▶ [EXERCISE INPUT]:

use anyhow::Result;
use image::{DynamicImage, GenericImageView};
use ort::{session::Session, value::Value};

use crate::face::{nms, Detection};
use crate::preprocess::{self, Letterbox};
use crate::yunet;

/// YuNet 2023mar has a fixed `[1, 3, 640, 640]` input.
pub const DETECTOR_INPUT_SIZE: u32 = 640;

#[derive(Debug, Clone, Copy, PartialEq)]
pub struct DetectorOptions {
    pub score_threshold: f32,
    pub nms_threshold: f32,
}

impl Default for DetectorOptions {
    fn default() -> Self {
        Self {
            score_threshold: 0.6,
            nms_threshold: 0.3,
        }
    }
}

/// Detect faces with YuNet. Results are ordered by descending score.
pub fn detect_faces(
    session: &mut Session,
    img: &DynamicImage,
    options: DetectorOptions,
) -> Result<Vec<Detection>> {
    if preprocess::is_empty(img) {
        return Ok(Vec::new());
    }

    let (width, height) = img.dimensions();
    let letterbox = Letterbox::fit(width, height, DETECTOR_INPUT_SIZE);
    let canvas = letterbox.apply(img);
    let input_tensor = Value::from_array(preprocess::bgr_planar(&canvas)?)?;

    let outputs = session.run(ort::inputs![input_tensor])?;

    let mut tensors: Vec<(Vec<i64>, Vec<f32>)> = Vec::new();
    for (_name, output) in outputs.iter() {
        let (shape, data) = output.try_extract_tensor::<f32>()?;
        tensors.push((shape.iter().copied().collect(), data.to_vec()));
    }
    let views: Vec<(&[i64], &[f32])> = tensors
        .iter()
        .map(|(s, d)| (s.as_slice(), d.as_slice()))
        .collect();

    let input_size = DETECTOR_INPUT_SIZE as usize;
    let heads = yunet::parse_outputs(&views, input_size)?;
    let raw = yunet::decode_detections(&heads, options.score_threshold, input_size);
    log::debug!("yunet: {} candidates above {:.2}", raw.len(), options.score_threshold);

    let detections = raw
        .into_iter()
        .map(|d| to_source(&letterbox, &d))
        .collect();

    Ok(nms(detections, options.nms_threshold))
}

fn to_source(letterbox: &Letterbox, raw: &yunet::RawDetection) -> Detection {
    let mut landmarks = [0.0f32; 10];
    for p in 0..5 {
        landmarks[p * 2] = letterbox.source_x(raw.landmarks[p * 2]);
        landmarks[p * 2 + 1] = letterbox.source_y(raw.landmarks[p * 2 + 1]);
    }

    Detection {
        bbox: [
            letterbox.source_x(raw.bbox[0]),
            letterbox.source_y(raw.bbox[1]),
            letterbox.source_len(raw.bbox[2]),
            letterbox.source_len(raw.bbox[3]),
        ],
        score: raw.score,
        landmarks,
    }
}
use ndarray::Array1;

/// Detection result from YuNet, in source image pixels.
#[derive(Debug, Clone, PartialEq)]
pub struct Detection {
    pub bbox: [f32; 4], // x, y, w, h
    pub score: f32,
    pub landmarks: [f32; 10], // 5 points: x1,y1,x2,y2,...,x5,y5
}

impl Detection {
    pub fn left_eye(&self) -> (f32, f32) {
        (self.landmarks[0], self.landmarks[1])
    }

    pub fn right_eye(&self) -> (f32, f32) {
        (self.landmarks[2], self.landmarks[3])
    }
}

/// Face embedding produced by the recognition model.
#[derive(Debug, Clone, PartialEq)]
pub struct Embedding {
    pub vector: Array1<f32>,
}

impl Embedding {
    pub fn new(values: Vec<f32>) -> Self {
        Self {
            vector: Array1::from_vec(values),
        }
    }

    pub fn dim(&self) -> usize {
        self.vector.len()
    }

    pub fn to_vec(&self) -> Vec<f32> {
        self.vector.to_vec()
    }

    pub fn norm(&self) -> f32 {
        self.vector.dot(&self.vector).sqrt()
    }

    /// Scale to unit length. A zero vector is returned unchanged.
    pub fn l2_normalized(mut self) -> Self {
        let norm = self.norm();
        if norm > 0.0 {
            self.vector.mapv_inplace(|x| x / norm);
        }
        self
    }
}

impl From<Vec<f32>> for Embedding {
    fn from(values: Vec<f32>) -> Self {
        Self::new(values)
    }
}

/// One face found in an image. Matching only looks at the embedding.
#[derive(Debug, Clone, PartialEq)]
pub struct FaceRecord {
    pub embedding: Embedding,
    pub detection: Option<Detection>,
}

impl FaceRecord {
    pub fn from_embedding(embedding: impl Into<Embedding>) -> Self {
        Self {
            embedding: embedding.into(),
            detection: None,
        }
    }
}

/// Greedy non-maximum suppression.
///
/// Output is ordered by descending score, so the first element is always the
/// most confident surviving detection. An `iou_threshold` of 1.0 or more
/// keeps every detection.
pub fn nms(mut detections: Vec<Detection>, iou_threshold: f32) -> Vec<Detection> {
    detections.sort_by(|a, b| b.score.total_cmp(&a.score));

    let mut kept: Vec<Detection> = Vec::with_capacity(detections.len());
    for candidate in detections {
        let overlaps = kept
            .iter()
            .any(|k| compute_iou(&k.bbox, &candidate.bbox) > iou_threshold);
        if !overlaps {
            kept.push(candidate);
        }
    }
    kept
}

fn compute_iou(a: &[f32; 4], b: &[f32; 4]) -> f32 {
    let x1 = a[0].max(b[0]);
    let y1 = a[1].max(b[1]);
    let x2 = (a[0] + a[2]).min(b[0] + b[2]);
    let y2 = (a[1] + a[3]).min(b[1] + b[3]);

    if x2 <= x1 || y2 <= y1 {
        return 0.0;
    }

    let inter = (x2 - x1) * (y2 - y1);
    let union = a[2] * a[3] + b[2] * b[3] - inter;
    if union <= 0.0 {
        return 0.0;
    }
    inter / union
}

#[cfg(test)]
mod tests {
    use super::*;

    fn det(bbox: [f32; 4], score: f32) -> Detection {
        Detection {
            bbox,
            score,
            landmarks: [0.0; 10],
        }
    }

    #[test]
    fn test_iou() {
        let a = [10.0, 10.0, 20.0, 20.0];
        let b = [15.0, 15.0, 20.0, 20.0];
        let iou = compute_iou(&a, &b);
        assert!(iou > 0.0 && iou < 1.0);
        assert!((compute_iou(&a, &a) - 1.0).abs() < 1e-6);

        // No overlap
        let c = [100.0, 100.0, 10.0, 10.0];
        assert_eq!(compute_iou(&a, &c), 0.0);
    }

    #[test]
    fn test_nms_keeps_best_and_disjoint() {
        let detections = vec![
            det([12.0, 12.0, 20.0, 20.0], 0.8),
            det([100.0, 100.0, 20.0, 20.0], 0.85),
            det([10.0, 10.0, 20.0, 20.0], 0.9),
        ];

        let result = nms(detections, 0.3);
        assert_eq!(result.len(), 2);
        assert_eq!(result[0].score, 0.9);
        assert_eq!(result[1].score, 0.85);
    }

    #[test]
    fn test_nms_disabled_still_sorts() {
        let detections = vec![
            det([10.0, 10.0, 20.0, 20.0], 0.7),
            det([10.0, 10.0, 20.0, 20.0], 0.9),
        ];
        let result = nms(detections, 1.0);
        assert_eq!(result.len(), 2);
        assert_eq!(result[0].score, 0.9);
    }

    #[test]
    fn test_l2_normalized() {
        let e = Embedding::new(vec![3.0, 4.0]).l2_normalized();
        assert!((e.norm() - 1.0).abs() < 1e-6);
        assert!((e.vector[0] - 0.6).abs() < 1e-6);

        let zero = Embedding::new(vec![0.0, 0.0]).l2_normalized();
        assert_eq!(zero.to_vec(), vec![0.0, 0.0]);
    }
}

▶ [ACTIVITY]: Repeat only the lines above, from the first line of the entries through the line that contains "let canvas = letterbox.apply(img);", including both ends.

▶ [WRITTEN ANSWER]:
use anyhow::Result;
use image::{DynamicImage, GenericImageView};
use ort::{session::Session, value::Value};

use crate::face::{nms, Detection};
use crate::preprocess::{self, Letterbox};
use crate::yunet;

/// YuNet 2023mar has a fixed `[1, 3, 640, 640]` input.
pub const DETECTOR_INPUT_SIZE: u32 = 640;

#[derive(Debug, Clone, Copy, PartialEq)]
pub struct DetectorOptions {
    pub score_threshold: f32,
    pub nms_threshold: f32,
}

impl Default for DetectorOptions {
    fn default() -> Self {
        Self {
            score_threshold: 0.6,
            nms_threshold: 0.3,
        }
    }
}

/// Detect faces with YuNet. Results are ordered by descending score.
pub fn detect_faces(
    session: &mut Session,
    img: &DynamicImage,
    options: DetectorOptions,
) -> Result<Vec<Detection>> {
    if preprocess::is_empty(img) {
        return Ok(Vec::new());
    }

    let (width, height) = img.dimensions();
    let letterbox = Letterbox::fit(width, height, DETECTOR_INPUT_SIZE);
    let canvas = letterbox.apply(img);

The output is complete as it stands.